Dataset excerpts
---

//! Borrow/return interceptors layering validation policy onto a pool

use std::sync::Arc;
use std::time::Duration;

use tracing::{debug, warn};

use crate::entry::Entry;
use crate::errors::{PoolError, PoolResult};
use crate::metrics::MetricsTracker;
use crate::queue::invalidate_quietly;

/// Details of the borrow an interceptor is looking at
#[derive(Debug, Clone, Copy)]
pub struct BorrowContext {
    /// Whether the borrow was allowed to create a new entry
    pub create_if_empty: bool,

    /// Time spent in the borrow so far
    pub elapsed: Duration,

    /// Time budget of the borrow; `None` for non-blocking borrows
    pub timeout: Option<Duration>,
}

/// What the pipeline does with the entry an interceptor has just looked at
#[derive(Debug)]
pub enum Verdict<T> {
    /// Hand the entry on to the next interceptor unchanged
    Keep,

    /// Take the entry out of the chain
    ///
    /// On borrow the entry goes back to the wrapped pool and another one is
    /// borrowed. On return it is disposed instead of idled and the remaining
    /// hooks are skipped.
    Discard,

    /// Continue the chain with another entry
    ///
    /// The displaced entry goes back to the wrapped pool. The replacement
    /// must hold an admission unit of the wrapped pool, which is the case for
    /// any entry borrowed from it.
    Replace(Entry<T>),
}

/// Hook pair run around every borrow and return of a [`ValidatingPool`](crate::ValidatingPool)
///
/// Interceptors see the entry by reference and steer it with a [`Verdict`].
/// The pool keeps ownership, so whatever an interceptor answers (or if it
/// panics), each entry ends up either with the caller or back in the
/// wrapped pool.
///
/// # Examples
///
/// ```
/// use esox_resourcepool::{BorrowContext, Entry, PoolInterceptor, PoolResult, Verdict};
/// use std::sync::atomic::{AtomicU64, Ordering};
///
/// #[derive(Default)]
/// struct BorrowCounter(AtomicU64);
///
/// impl<T> PoolInterceptor<T> for BorrowCounter {
///     fn after_borrow(
///         &self,
///         _entry: &Entry<T>,
///         _context: &BorrowContext,
///     ) -> PoolResult<Verdict<T>> {
///         self.0.fetch_add(1, Ordering::Relaxed);
///         Ok(Verdict::Keep)
///     }
/// }
/// ```
pub trait PoolInterceptor<T>: Send + Sync {
    /// Inspect an entry after the wrapped pool handed it out
    ///
    /// # Errors
    ///
    /// An error aborts the borrow; the entry goes back to the wrapped pool and
    /// the error reaches the caller.
    fn after_borrow(&self, _entry: &Entry<T>, _context: &BorrowContext) -> PoolResult<Verdict<T>> {
        Ok(Verdict::Keep)
    }

    /// Inspect an entry before it is given back to the wrapped pool
    ///
    /// # Errors
    ///
    /// The remaining hooks are skipped and the entry is returned to the
    /// wrapped pool regardless; the error is passed on to the caller
    /// afterwards.
    fn before_return(&self, _entry: &Entry<T>) -> PoolResult<Verdict<T>> {
        Ok(Verdict::Keep)
    }
}

/// Invalidates entries older than a maximum age
///
/// Age counts from the entry's creation, successful validations do not
/// reset it. Expired entries found on borrow are discarded so the pool can
/// hand out another one; on return they are disposed instead of idled.
pub struct AgeExpiryInterceptor {
    max_age: Duration,
    metrics: Arc<MetricsTracker>,
}

impl AgeExpiryInterceptor {
    pub fn new(max_age: Duration) -> Self {
        Self::with_tracker(max_age, Arc::default())
    }

    pub(crate) fn with_tracker(max_age: Duration, metrics: Arc<MetricsTracker>) -> Self {
        Self { max_age, metrics }
    }

    pub fn max_age(&self) -> Duration {
        self.max_age
    }
}

impl<T> PoolInterceptor<T> for AgeExpiryInterceptor {
    fn after_borrow(&self, entry: &Entry<T>, _context: &BorrowContext) -> PoolResult<Verdict<T>> {
        if expire_if_aged(self.max_age, entry, &self.metrics) {
            Ok(Verdict::Discard)
        } else {
            Ok(Verdict::Keep)
        }
    }

    fn before_return(&self, entry: &Entry<T>) -> PoolResult<Verdict<T>> {
        // the expired entry still flows on so the base return releases its unit
        expire_if_aged(self.max_age, entry, &self.metrics);
        Ok(Verdict::Keep)
    }
}

/// Runs the entry's validator on borrow and/or on return
///
/// A rejected borrow fails with [`PoolError::ValidationFailed`]. A rejected
/// return is not an error for the caller: the entry is simply not idled.
pub struct OnDemandValidationInterceptor {
    test_on_borrow: bool,
    test_on_return: bool,
    metrics: Arc<MetricsTracker>,
}

impl OnDemandValidationInterceptor {
    pub fn new(test_on_borrow: bool, test_on_return: bool) -> Self {
        Self::with_tracker(test_on_borrow, test_on_return, Arc::default())
    }

    pub(crate) fn with_tracker(
        test_on_borrow: bool,
        test_on_return: bool,
        metrics: Arc<MetricsTracker>,
    ) -> Self {
        Self {
            test_on_borrow,
            test_on_return,
            metrics,
        }
    }
}

impl<T> PoolInterceptor<T> for OnDemandValidationInterceptor {
    fn after_borrow(&self, entry: &Entry<T>, _context: &BorrowContext) -> PoolResult<Verdict<T>> {
        if self.test_on_borrow {
            check_entry(entry, &self.metrics)?;
        }
        Ok(Verdict::Keep)
    }

    fn before_return(&self, entry: &Entry<T>) -> PoolResult<Verdict<T>> {
        // entries already invalidated further up the chain are not counted twice
        if self.test_on_return && entry.is_valid() && check_entry(entry, &self.metrics).is_err() {
            debug!(entry_id = entry.id(), "returned entry failed validation");
        }
        Ok(Verdict::Keep)
    }
}

/// Invalidate `entry` if it is still valid and older than `max_age`
///
/// Returns whether the entry expired.
pub(crate) fn expire_if_aged<T>(
    max_age: Duration,
    entry: &Entry<T>,
    metrics: &MetricsTracker,
) -> bool {
    let age = entry.age();
    if !entry.is_valid() || age <= max_age {
        return false;
    }

    debug!(entry_id = entry.id(), ?age, ?max_age, "pool entry expired");
    invalidate_quietly(entry);
    MetricsTracker::increment(&metrics.expired_entries);
    true
}

/// Validate `entry`, turning a negative verdict into [`PoolError::ValidationFailed`]
///
/// A validator error counts as a failed validation and also disposes the
/// entry, since its state is unknown.
pub(crate) fn check_entry<T>(entry: &Entry<T>, metrics: &MetricsTracker) -> PoolResult<()> {
    match entry.validate() {
        Ok(true) => Ok(()),
        Ok(false) => {
            debug!(entry_id = entry.id(), "pool entry failed validation");
            MetricsTracker::increment(&metrics.validation_failures);
            Err(PoolError::ValidationFailed(None))
        }
        Err(e) => {
            warn!(entry_id = entry.id(), error = %e, "validator failed, invalidating pool entry");
            invalidate_quietly(entry);
            MetricsTracker::increment(&metrics.validation_failures);
            Err(PoolError::ValidationFailed(Some(e)))
        }
    }
}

---

#### DIRECTIONS
Set down the line that contains "state is unknown." exactly. Do the same for each later line of the data, through the end, and add nothing.

#### RESULT
/// entry, since its state is unknown.
pub(crate) fn check_entry<T>(entry: &Entry<T>, metrics: &MetricsTracker) -> PoolResult<()> {
    match entry.validate() {
        Ok(true) => Ok(()),
        Ok(false) => {
            debug!(entry_id = entry.id(), "pool entry failed validation");
            MetricsTracker::increment(&metrics.validation_failures);
            Err(PoolError::ValidationFailed(None))
        }
        Err(e) => {
            warn!(entry_id = entry.id(), error = %e, "validator failed, invalidating pool entry");
            invalidate_quietly(entry);
            MetricsTracker::increment(&metrics.validation_failures);
            Err(PoolError::ValidationFailed(Some(e)))
        }
    }
}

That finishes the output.